The lines from the first line of the entries through the line containing "the assigned difficulty." are to be repeated exactly, with both of those lines included.

═════ Data for the task

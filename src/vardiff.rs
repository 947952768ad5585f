use super::*;

/// Configuration for the variable-difficulty retarget algorithm.
#[derive(Debug, Clone)]
pub struct VardiffConfig {
    /// Desired seconds between share submissions at the assigned difficulty.
    pub target_share_time: Duration,
    /// Minimum time between retarget evaluations.
    pub retarget_interval: Duration,
    /// Minimum accepted shares since the last retarget before another is considered.
    pub retarget_min_shares: u32,
    pub min_difficulty: Difficulty,
    pub max_difficulty: Difficulty,
    /// Largest single-step increase, as a multiple of the current difficulty.
    pub max_step_up: f64,
    /// Largest single-step decrease, as a fraction of the current difficulty.
    pub max_step_down: f64,
    /// Minimum relative change required before a retarget is applied.
    pub hysteresis: f64,
}

impl VardiffConfig {
    pub fn new(target_share_time: Duration, min_difficulty: Difficulty, max_difficulty: Difficulty) -> Self {
        Self {
            target_share_time,
            retarget_interval: target_share_time * 12,
            retarget_min_shares: 4,
            min_difficulty,
            max_difficulty,
            max_step_up: 4.0,
            max_step_down: 0.25,
            hysteresis: 0.10,
        }
    }
}

impl Default for VardiffConfig {
    fn default() -> Self {
        Self::new(
            Duration::from_secs(10),
            Difficulty::from(1.0),
            Difficulty::from(1_000_000.0),
        )
    }
}

/// Per-connection variable-difficulty tracker. Counts shares received at the
/// current difficulty over a window and retargets toward
/// [`VardiffConfig::target_share_time`] once enough time has elapsed.
#[derive(Debug, Clone)]
pub struct Vardiff {
    config: VardiffConfig,
    current_diff: Difficulty,
    old_diff: Difficulty,
    shares_since_change: u32,
    window_start: Instant,
}

impl Vardiff {
    pub fn new(config: VardiffConfig, start_diff: Difficulty) -> Self {
        let start_diff = start_diff.clamp(config.min_difficulty, config.max_difficulty);
        Self {
            config,
            current_diff: start_diff,
            old_diff: start_diff,
            shares_since_change: 0,
            window_start: Instant::now(),
        }
    }

    pub fn current_diff(&self) -> Difficulty {
        self.current_diff
    }

    pub fn old_diff(&self) -> Difficulty {
        self.old_diff
    }

    /// Records an accepted share and returns a new difficulty if a retarget
    /// was triggered.
    pub fn record_share(&mut self, now: Instant) -> Option<Difficulty> {
        self.shares_since_change = self.shares_since_change.saturating_add(1);
        self.maybe_retarget(now)
    }

    fn maybe_retarget(&mut self, now: Instant) -> Option<Difficulty> {
        let elapsed = now.saturating_duration_since(self.window_start);
        if elapsed < self.config.retarget_interval
            || self.shares_since_change < self.config.retarget_min_shares
        {
            return None;
        }

        let current = self.current_diff.as_f64();
        let ideal = current * self.shares_since_change as f64 * self.config.target_share_time.as_secs_f64()
            / elapsed.as_secs_f64();

        let step_min = current * self.config.max_step_down;
        let step_max = current * self.config.max_step_up;
        let clamped = ideal.clamp(step_min, step_max);

        let new_diff = Difficulty::from(clamped).clamp(self.config.min_difficulty, self.config.max_difficulty);

        let relative_change = ((new_diff.as_f64() - current) / current).abs();

        self.window_start = now;
        self.shares_since_change = 0;

        if relative_change <= self.config.hysteresis || new_diff == self.current_diff {
            return None;
        }

        self.old_diff = self.current_diff;
        self.current_diff = new_diff;
        Some(new_diff)
    }
}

══════════

◆ Solution for this task ◆
filename src/vardiff.rs
repository 947952768ad5585f
use super::*;

/// Configuration for the variable-difficulty retarget algorithm.
#[derive(Debug, Clone)]
pub struct VardiffConfig {
    /// Desired seconds between share submissions at the assigned difficulty.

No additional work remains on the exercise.